Unigram MLEs for the random sentences: 
1. 1.51805E-27
2. 1.55200E-40
3. 1.85816E-23
4. 5.10996E-23
5. 3.79514E-27

Bigram MLEs for the random sentences: 
1. 0
2. 0
3. 0
4. 0
5. 0

Trigram MLEs for the random sentences: 
1. 0
2. 0
3. 0
4. 0
5. 0



## ADD - 1 SMOOTHING
### Unigram Model
As the words unseen in training set and occuring in the test set will result in 0 MLE, we take the following steps to prevent that - 
* Add a new token in the dictionary (formed from training set) called 'UNK', which will represent all the never seen before words in encountered in the test set.
* Add 1 to the counts of all the words in this modified dictionary.
* The new formula of MLE will now be: 
$$Pr_{MLE}(w_i) = \dfrac{count(w_i) + 1}{\Sigma_{w_j \in V}count{(w_j)} + V}$$

In [54]:
#Implementing add-1 smoothing with unigram model.
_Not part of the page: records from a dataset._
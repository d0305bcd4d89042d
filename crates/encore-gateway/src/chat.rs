use std::sync::Arc;

use tracing::info;
use uuid::Uuid;

use encore_db::Database;
use encore_types::api::CreateConversationRequest;
use encore_types::error::ChatResult;
use encore_types::events::ServerEvent;

use crate::auth::Authenticator;
use crate::directory::{ConversationDirectory, Created};
use crate::dispatcher::Dispatcher;
use crate::ingest::MessagePipeline;
use crate::receipts::ReadReceipts;
use crate::session::SessionBootstrap;
use crate::typing::TypingRelay;

/// Every chat service wired to one database and one dispatcher.
#[derive(Clone)]
pub struct Chat {
    pub dispatcher: Dispatcher,
    pub directory: ConversationDirectory,
    pub messages: MessagePipeline,
    pub receipts: ReadReceipts,
    pub typing: TypingRelay,
    pub sessions: SessionBootstrap,
}

impl Chat {
    pub fn new(db: Arc<Database>, authenticator: Arc<dyn Authenticator>) -> Self {
        let dispatcher = Dispatcher::new();
        let directory = ConversationDirectory::new(db.clone());
        Self {
            messages: MessagePipeline::new(db.clone(), directory.clone(), dispatcher.clone()),
            receipts: ReadReceipts::new(db, directory.clone(), dispatcher.clone()),
            typing: TypingRelay::new(directory.clone(), dispatcher.clone()),
            sessions: SessionBootstrap::new(authenticator, directory.clone(), dispatcher.clone()),
            directory,
            dispatcher,
        }
    }

    /// Directory `create`, plus live wiring for a freshly inserted row: every
    /// participant's open connections join the room and get told about it.
    pub async fn create_conversation(
        &self,
        creator_id: Uuid,
        req: CreateConversationRequest,
    ) -> ChatResult<Created> {
        let created = self.directory.create(creator_id, req).await?;
        if created.created {
            let conversation = &created.conversation;
            for &user_id in &conversation.participant_ids {
                self.dispatcher
                    .join_user_to_conversation(user_id, conversation.id)
                    .await;
                self.dispatcher
                    .send_to_user(user_id, ServerEvent::ConversationCreated(conversation.clone()))
                    .await;
            }
        }
        Ok(created)
    }

    /// Directory `remove`, then close the room.
    pub async fn remove_conversation(&self, conversation_id: Uuid, user_id: Uuid) -> ChatResult<()> {
        self.directory.remove(conversation_id, user_id).await?;
        let detached = self.dispatcher.close_conversation(conversation_id).await;
        info!("Room for {} closed ({} connections detached)", conversation_id, detached);
        Ok(())
    }
}
use std::sync::Arc;

use tracing::debug;
use uuid::Uuid;

use encore_db::Database;
use encore_types::error::ChatResult;
use encore_types::events::ServerEvent;
use encore_types::models::ReadStatus;

use crate::blocking;
use crate::directory::ConversationDirectory;
use crate::dispatcher::Dispatcher;
use crate::ingest::load_message;

#[derive(Clone)]
pub struct ReadReceipts {
    db: Arc<Database>,
    directory: ConversationDirectory,
    dispatcher: Dispatcher,
}

impl ReadReceipts {
    pub fn new(db: Arc<Database>, directory: ConversationDirectory, dispatcher: Dispatcher) -> Self {
        Self {
            db,
            directory,
            dispatcher,
        }
    }

    /// Record that `user_id` read a message and tell the conversation room.
    /// Repeat calls return the original `read_at`.
    pub async fn mark_as_read(&self, message_id: Uuid, user_id: Uuid) -> ChatResult<ReadStatus> {
        let message = load_message(&self.db, message_id).await?;
        self.directory
            .require_participant(user_id, message.conversation_id)
            .await?;

        let row = blocking(&self.db, move |db| {
            db.create_read_status(&message_id.to_string(), &user_id.to_string())
        })
        .await?;
        let status = row.into_model()?;

        let delivered = self
            .dispatcher
            .broadcast_to_conversation(
                message.conversation_id,
                ServerEvent::MessageRead {
                    message_id,
                    user_id,
                    read_at: status.read_at,
                },
                None,
            )
            .await;
        debug!(
            "Message {} read by {} ({} connections notified)",
            message_id, user_id, delivered
        );

        Ok(status)
    }

    /// Read-only lookup; `None` until the user has marked the message read.
    pub async fn get_read_status(
        &self,
        message_id: Uuid,
        user_id: Uuid,
    ) -> ChatResult<Option<ReadStatus>> {
        let message = load_message(&self.db, message_id).await?;
        self.directory
            .require_participant(user_id, message.conversation_id)
            .await?;

        let row = blocking(&self.db, move |db| {
            db.get_read_status(&message_id.to_string(), &user_id.to_string())
        })
        .await?;
        Ok(row.map(|r| r.into_model()).transpose()?)
    }
}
V = #(train + test) words

#Adding 1 to the counts of existing entries
for t in uni_count:
    uni_count[t] = uni_count[t] + 1

#Adding UNK token
uni_count['UNK'] = 1

V = len(uni_count)

add1_uni_mle = []
for i in range(len(test_set)):
    uni_mle = 1
    for t in test_set[i][1:]:
        if t in uni_count.keys():
            uni_mle *= Decimal(uni_count[t])/Decimal(num_words+V)
        else:
            uni_mle *= Decimal(uni_count['UNK'])/Decimal(num_words+V)
            break
    add1_uni_mle.append(uni_mle)

print "# of test sentences that get a non-zero probability according to unigram model (add-1 smoothing): {}/{}".format(
    np.count_nonzero(add1_uni_mle), len(test_set))

# of test sentences that get a non-zero probability according to unigram model (add-1 smoothing): 1000/1000


## Bigram Model
* Similarly all the bigrams appearing in test set which didn't appear in the training set are represented by the 'UNK' token. Add 1 to the counts of all the tokens in our new vocabulary.
* The new formula for MLE will now be:
$$ Pr(w_j|w_i) = \dfrac{count(w_i,w_j) + 1}{count(w_i) + V}$$

In [55]:
#Implementing add-1 smoothing with bigram model.

all_test_bigrams = list(bigrams(test_words))

#Adding 1 to the counts of existing entries
for t in bi_count:
    bi_count[t] = bi_count[t] + 1

#Adding UNK token
bi_count['UNK'] = 1

add1_bi_mle = []
for i in range(len(test_set)):
    bi_mle = 1
    test_bigrams = list(bigrams(test_set[i]))
    for j in range(len(test_bigrams)):
        if test_bigrams[j] in bi_count.keys():
            bi_mle *= Decimal(bi_count[test_bigrams[j]])/Decimal(uni_count[test_bigrams[j][0]]+V)
        else:
            bi_mle *= Decimal(bi_count['UNK'])/Decimal(uni_count[test_bigrams[j][0]]+V)

    add1_bi_mle.append(bi_mle)

print "# of test sentences that get a non-zero probability according to bigram model (add-1 smoothing): {}/{}".format(
    np.count_nonzero(add1_bi_mle), len(test_set))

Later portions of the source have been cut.